Large deletions of mitochondrial DNA (mtDNA) occur in mitochondrial disease, oxidative stress and aging. Three approaches were developed to identify and quantify the deletions in nine cell lines and cheek cells collected from 18 human volunteers.1) mtDNA samples were screened by qPCR (SYBR Green) with over 150 pairs of primers with expected amplicon sizes >1kb. The qPCR conditions were set to amplify short sequences only (<400 bp). 2) Additional primers flanking the possible deletion sequences were designed to pinpoint the deletion sites. 3) The deletions were normalized with two short amplicons of the mtDNA (<250 bp) and compared with two known common deletions (CDs): 4977‐bp and 3895‐bp.

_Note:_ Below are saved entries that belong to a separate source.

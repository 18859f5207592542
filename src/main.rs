//! Main entry point for the Video Analyzer CLI

#![forbid(unsafe_code)]

use clap::Parser;
use dotenvy::dotenv;
use tracing_subscriber::{layer::SubscriberExt, util::SubscriberInitExt, EnvFilter};

use video_analyzer::cli::commands::{self, Commands};

/// Video Analyzer - ask Gemini about a video file
#[derive(Parser, Debug)]
#[command(name = "video-analyzer", version, about, long_about = None)]
struct Args {
    /// API key for Gemini (optional, defaults to GOOGLE_API_KEY env var)
    #[arg(long, global = true)]
    api_key: Option<String>,

    /// Enable verbose logging
    #[arg(short, long, global = true)]
    verbose: bool,

    #[command(subcommand)]
    command: Option<Commands>,
}

/// `--verbose` always means debug; otherwise `RUST_LOG`, else info
fn log_filter(verbose: bool, rust_log: Option<String>) -> EnvFilter {
    if verbose {
        return EnvFilter::new("video_analyzer=debug");
    }
    rust_log
        .and_then(|directives| EnvFilter::try_new(directives).ok())
        .unwrap_or_else(|| EnvFilter::new("video_analyzer=info"))
}

#[tokio::main]
async fn main() -> anyhow::Result<()> {
    // Load environment variables
    dotenv().ok();

    let args = Args::parse();

    // Initialize logging
    tracing_subscriber::registry()
        .with(log_filter(args.verbose, std::env::var("RUST_LOG").ok()))
        .with(tracing_subscriber::fmt::layer().with_writer(std::io::stderr))
        .init();

    // Override config with CLI args if provided
    if let Some(api_key) = args.api_key {
        std::env::set_var("GOOGLE_API_KEY", api_key);
    }

    // Execute command
    match args.command {
        Some(command) => {
            let (kind, video_path, question, common) = command.into_parts();
            commands::handle_task(kind, video_path, question, common).await?;
        }
        None => {
            println!("Please specify a command. Use --help for more information.");
        }
    }

    Ok(())
}

#[cfg(test)]
mod tests {
    use super::*;
    use tracing::level_filters::LevelFilter;

    #[test]
    fn test_verbose_overrides_rust_log() {
        let filter = log_filter(true, Some("warn".to_string()));
        assert_eq!(filter.max_level_hint(), Some(LevelFilter::DEBUG));
    }

    #[test]
    fn test_rust_log_used_without_verbose() {
        let filter = log_filter(false, Some("warn".to_string()));
        assert_eq!(filter.max_level_hint(), Some(LevelFilter::WARN));

        let filter = log_filter(false, None);
        assert_eq!(filter.max_level_hint(), Some(LevelFilter::INFO));
    }

    #[test]
    fn test_verbose_flag_parses_after_subcommand() {
        let args = Args::try_parse_from(["video-analyzer", "summarize", "clip.mp4", "-v"]).unwrap();
        assert!(args.verbose);
        assert!(matches!(args.command, Some(Commands::Summarize { .. })));
    }
}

It was found that: 1) CD 4977 and CD 3895 were common in all cell lines and in cheek cells. 2) The percentages of the two CDs varied widely, from 0.1 and 3.8 to 2.2 and 14.6% in cell lines and, from 0.1 to 7.8 and 1.6 to 20.4% in cheek cells, for CD 4977 and CD 3895, respectively. Due to large inter‐individual variations, the differences in age groups were not significant (P>0.05). 3) A few deletions (2 ‐8 kb) in cell lines and in cheek cells were demonstrated in gels. In conclusion, we identified and quantified several mtDNA deletions in human cell lines and cheek cells by qPCR. Our results demonstrate that qPCR with optimized conditions could be used as a sensitive, precise, and cost‐effective assay for high throughput screening of mtDNA deletions.